I think this calls for a quote from the immortal Sir Winston Churchill: "This is not the end. This is not even the beginning of the end. But it is, perhaps, the end of the beginning."

StanH said...

God I hate these people. These creeps are exactly what is wrong with this country, and to think we elected that nimrod Barry, or correction they did. If the RNC will exploit these kind of connections, I predict a massive landslide against the left in 2012. Who will be our Reagan!

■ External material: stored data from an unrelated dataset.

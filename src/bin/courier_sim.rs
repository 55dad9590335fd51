//! Headless Courier Simulation
//!
//! Drives one AI courier through a shift on a city grid and prints a
//! summary, for tuning AI configs without the game client.

use std::path::PathBuf;
use std::time::{Duration, Instant};

use clap::Parser;
use rand::{Rng, SeedableRng};
use rand_chacha::ChaCha8Rng;
use serde::Serialize;
use tracing_subscriber::EnvFilter;

use courier_ai::agent::Courier;
use courier_ai::ai::{AiConfig, AiEngine, DecisionContext, Difficulty};
use courier_ai::core::{Position, Result, Step};
use courier_ai::jobs::{job::jobs_from_json, Job, JobBoard, JobLedger};
use courier_ai::weather::{Condition, WeatherModel, WeatherView};
use courier_ai::world::{TileMap, WorldQuery};

/// Simulated seconds per tick
const TICK_SECS: f32 = 0.1;

/// Headless courier simulation
#[derive(Parser, Debug)]
#[command(name = "courier_sim")]
#[command(about = "Run an AI courier through a delivery shift and report the outcome")]
struct Args {
    /// Difficulty tier: easy, medium or hard
    #[arg(long, default_value = "medium")]
    difficulty: Difficulty,

    /// Number of 0.1 s ticks to simulate
    #[arg(long, default_value_t = 3000)]
    ticks: u64,

    /// Random seed for deterministic runs
    #[arg(long)]
    seed: Option<u64>,

    /// City map JSON; a generated block grid when absent
    #[arg(long)]
    map: Option<PathBuf>,

    /// City weather JSON; a built-in table when absent
    #[arg(long)]
    weather: Option<PathBuf>,

    /// Job feed JSON (array of jobs); generated when absent
    #[arg(long)]
    jobs: Option<PathBuf>,

    /// AI config TOML
    #[arg(long)]
    config: Option<PathBuf>,

    /// Output format: json or text
    #[arg(long, default_value = "json")]
    format: String,

    /// Courier carrying capacity
    #[arg(long, default_value_t = 6.0)]
    max_weight: f32,
}

/// JSON output structure
#[derive(Debug, Default, Serialize)]
struct ShiftSummary {
    difficulty: String,
    ticks: u64,
    seed: u64,
    evaluations: u64,
    delivered: usize,
    picked_up: usize,
    score: f32,
    tiles_moved: u64,
    refused_moves: u64,
    null_steps: u64,
    throttled: u64,
    expired: usize,
    jobs_left_on_board: usize,
    final_weather: String,
    final_stamina: f32,
}

fn main() {
    tracing_subscriber::fmt()
        .with_env_filter(
            EnvFilter::from_default_env().add_directive(
                "courier_ai=info"
                    .parse()
                    .unwrap_or_else(|_| tracing::Level::INFO.into()),
            ),
        )
        .with_writer(std::io::stderr)
        .init();

    let args = Args::parse();
    let seed = args.seed.unwrap_or_else(rand::random);

    match run(&args, seed) {
        Ok(summary) => print_summary(&summary, &args.format),
        Err(e) => {
            eprintln!("courier_sim: {}", e);
            std::process::exit(1);
        }
    }
}

fn run(args: &Args, seed: u64) -> Result<ShiftSummary> {
    let mut rng = ChaCha8Rng::seed_from_u64(seed);

    let mut config = match &args.config {
        Some(path) => AiConfig::load(path)?,
        None => AiConfig::default(),
    };
    config.dispatch.difficulty = args.difficulty.to_string();

    let map = match &args.map {
        Some(path) => TileMap::load(path)?,
        None => generate_city(32, 24, &mut rng),
    };
    let mut weather = match &args.weather {
        Some(path) => WeatherModel::load(path, seed)?,
        None => default_weather(seed),
    };
    let jobs = match &args.jobs {
        Some(path) => jobs_from_json(&std::fs::read_to_string(path)?)?,
        None => generate_jobs(&map, 24, args.ticks as f32 * TICK_SECS, &mut rng),
    };

    let start = first_open_tile(&map)?;
    let mut courier = Courier::new(start, args.max_weight);
    let mut board = JobBoard::new(jobs);
    let mut engine = AiEngine::with_seed(config, seed);

    tracing::info!(
        "Shift start: {}x{} city, {} jobs, courier at {}, difficulty {}",
        map.width(),
        map.height(),
        board.pending_count(),
        start,
        args.difficulty
    );

    let mut summary = ShiftSummary {
        difficulty: args.difficulty.to_string(),
        ticks: args.ticks,
        seed,
        ..Default::default()
    };

    let clock = Instant::now();
    for tick in 0..args.ticks {
        let elapsed = tick as f32 * TICK_SECS;
        let now = clock + Duration::from_millis(tick * 100);

        weather.update(TICK_SECS);
        if board.release_due(elapsed) > 0 {
            tracing::debug!("{} jobs on the board at {:.1}s", board.visible().len(), elapsed);
        }
        for job in courier.inventory.expire_due(elapsed) {
            tracing::info!("Lost {} to its deadline at {:.1}s", job.id, elapsed);
            summary.expired += 1;
        }
        accept_jobs(&mut courier, &mut board);

        let evaluations = engine.evaluations();
        let step = {
            let ledger = JobLedger::new(&courier.inventory, &board);
            let ctx = DecisionContext::new(&courier, &map)
                .with_weather(&weather)
                .with_jobs(&ledger);
            engine.decide_at(now, &ctx)
        };

        if engine.evaluations() == evaluations {
            // Inside the cooldown; no decision was made this tick
            summary.throttled += 1;
        } else if step == Step::Stay {
            summary.null_steps += 1;
            courier.recover(TICK_SECS);
        } else if courier.apply_step(step, &map) {
            summary.tiles_moved += 1;
        } else {
            summary.refused_moves += 1;
        }

        summary.picked_up += courier.try_pick_up().len();
        for (id, payout) in courier.try_deliver() {
            tracing::info!("Delivered {} for {:.0} at {:.1}s", id, payout, elapsed);
            summary.delivered += 1;
        }
    }

    summary.evaluations = engine.evaluations();
    summary.score = courier.score;
    summary.jobs_left_on_board = board.visible().len() + board.pending_count();
    summary.final_weather = weather.condition().to_string();
    summary.final_stamina = courier.stamina;

    tracing::info!(
        "Shift over: {} delivered, score {:.0}, weather x{:.2}",
        summary.delivered,
        summary.score,
        weather.current_multiplier()
    );
    Ok(summary)
}

/// Take offered jobs while the courier has room and fewer than two active
fn accept_jobs(courier: &mut Courier, board: &mut JobBoard) {
    while courier.inventory.jobs().len() < 2 {
        let free = courier.inventory.max_weight() - courier.inventory.total_weight();
        let Some(id) = board
            .visible()
            .iter()
            .find(|job| job.weight <= free)
            .map(|job| job.id.clone())
        else {
            return;
        };
        let Some(job) = board.take(&id) else {
            return;
        };
        if let Err(e) = courier.accept(job.clone()) {
            tracing::warn!("Could not accept {}: {}", id, e);
            board.restore(job);
            return;
        }
        tracing::debug!("Accepted {}", id);
    }
}

/// Street grid every fourth row and column, buildings and parks between
fn generate_city(width: i32, height: i32, rng: &mut ChaCha8Rng) -> TileMap {
    let mut map = TileMap::open(width, height);
    for y in 0..height {
        for x in 0..width {
            if x % 4 == 0 || y % 4 == 0 {
                continue;
            }
            let code = if rng.gen_bool(0.1) { 'P' } else { 'B' };
            map.set_tile(x, y, code);
        }
    }
    map
}

fn default_weather(seed: u64) -> WeatherModel {
    use Condition::*;
    WeatherModel::new(Clear, seed)
        .with_transitions(Clear, &[(Clear, 0.5), (Clouds, 0.3), (Wind, 0.1), (Heat, 0.1)])
        .with_transitions(Clouds, &[(Clear, 0.4), (Clouds, 0.2), (RainLight, 0.3), (Fog, 0.1)])
        .with_transitions(RainLight, &[(Clouds, 0.4), (Rain, 0.4), (Clear, 0.2)])
        .with_transitions(Rain, &[(RainLight, 0.4), (Storm, 0.3), (Clouds, 0.3)])
        .with_transitions(Storm, &[(Rain, 0.7), (Wind, 0.3)])
        .with_transitions(Fog, &[(Clouds, 0.6), (Clear, 0.4)])
        .with_transitions(Wind, &[(Clear, 0.5), (Clouds, 0.5)])
        .with_transitions(Heat, &[(Clear, 0.7), (Clouds, 0.3)])
        .with_transitions(Cold, &[(Clear, 0.5), (Clouds, 0.5)])
}

fn open_tiles(map: &TileMap) -> Vec<Position> {
    (0..map.height())
        .flat_map(|y| (0..map.width()).map(move |x| Position::new(x, y)))
        .filter(|pos| !map.is_blocked(pos.x, pos.y))
        .collect()
}

fn first_open_tile(map: &TileMap) -> Result<Position> {
    open_tiles(map).into_iter().next().ok_or_else(|| {
        courier_ai::core::CourierError::InvalidMap("map has no open tile".into())
    })
}

/// Jobs between random open tiles, released evenly over the shift
fn generate_jobs(map: &TileMap, count: usize, shift_secs: f32, rng: &mut ChaCha8Rng) -> Vec<Job> {
    let tiles = open_tiles(map);
    if tiles.len() < 2 {
        return Vec::new();
    }
    (0..count)
        .map(|i| {
            let pickup = tiles[rng.gen_range(0..tiles.len())];
            let dropoff = tiles[rng.gen_range(0..tiles.len())];
            let distance = pickup.manhattan(&dropoff) as f32;
            Job::new(
                format!("JOB-{:03}", i + 1),
                pickup,
                dropoff,
                40.0 + distance * 6.0,
            )
            .with_weight(rng.gen_range(1..=3) as f32)
            .with_priority(rng.gen_range(0..3))
            .with_release_time(shift_secs * i as f32 / count as f32)
        })
        .collect()
}

fn print_summary(summary: &ShiftSummary, format: &str) {
    match format {
        "json" => match serde_json::to_string_pretty(summary) {
            Ok(json) => println!("{}", json),
            Err(e) => eprintln!("courier_sim: could not serialize summary: {}", e),
        },
        _ => {
            println!("Courier Shift");
            println!("=============");
            println!("Difficulty: {}", summary.difficulty);
            println!("Seed: {}", summary.seed);
            println!("Ticks: {} ({} evaluations)", summary.ticks, summary.evaluations);
            println!("Delivered: {} (picked up {})", summary.delivered, summary.picked_up);
            println!("Score: {:.0}", summary.score);
            println!(
                "Moves: {} tiles, {} refused, {} null steps, {} throttled ticks",
                summary.tiles_moved, summary.refused_moves, summary.null_steps, summary.throttled
            );
            println!("Expired: {}", summary.expired);
            println!("Jobs left: {}", summary.jobs_left_on_board);
            println!("Final weather: {}", summary.final_weather);
            println!("Final stamina: {:.1}", summary.final_stamina);
        }
    }
}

That’s great news with Prosser, we’ll see.

Unknown said...

T_Rav: I keep waiting for the other shoe to drop, but so far, nothing. It looks like the victory may be large enough to make a challenge difficult. But if I know my Democrats, that alone would be a reason for a challenge. If it's a slim margin, that's suspicious. If it's a big margin, that's suspicious too. And once these crooks get hold of an election, strange things happen. But for now, I'll join you in celebrating.

Unknown said...

Bev: There was one back in the 80s. It involved once-and-present California Governor Jerry Brown's crazed Chief Justice Rose Bird (and two of her companions). After declaring a murderer who had gotten the death penalty for putting a dozen shots in the back of the head of a tied-up victim not to have had "the intent to kill," thereby reversing the death penalty, Bird was recalled. The succession of Republican-appointed justices were a model for other states and restored at least some of California's luster in legal circles.

Our system is a bit different. Justices are appointed for their first term by the governor with the approval of the state senate. Then when they have completed their first term, they are on the ballot for successive twelve-year terms. It's not an actual election, and with exceptions, is essentially a lifetime appointment. The ballot doesn't give choices, it just says "shall Justice XXXX be retained on the Supreme Court for another twelve-year term?" But California has recall provisions, so then the ballot asks if Justice XXXX should be recalled, and if the then-governor has named a replacement, the ballot asks if the voters want that appointee to serve out the balance of the term of the recalled Justice. Usually, though, the recall stands on its own and the governor simply appoints a new justice if the recall is successful. Bird is still the sole and only Chief Justice ever to be recalled.

It's a bit byzantine, but it combines the best of lifetime appointments with the public's need to be able to replace bad justices. There haven't been many such recalls, but when there were, the justices were really, really bad. That was the only time three of the seven California justices were recalled and replaced in a single ballot. It made national headlines for months. Now do you know why Jerry Brown scares the hell out of me?

Unknown said...

Stan: I simply can't remember ever finding a batch of politicians and appointees so reprehensible. I had nothing good to say about Richard Nixon, but even after the revelations surrounding Watergate, his crew looked like choirboys compared to the Obama gang. Dean was a weasel, and Haldeman and Ehrlichman were at least complicit in the coverup. But unlike Obama's gang, they did some very wrong things because they loved America. Obama's team does very wrong things because they hate America.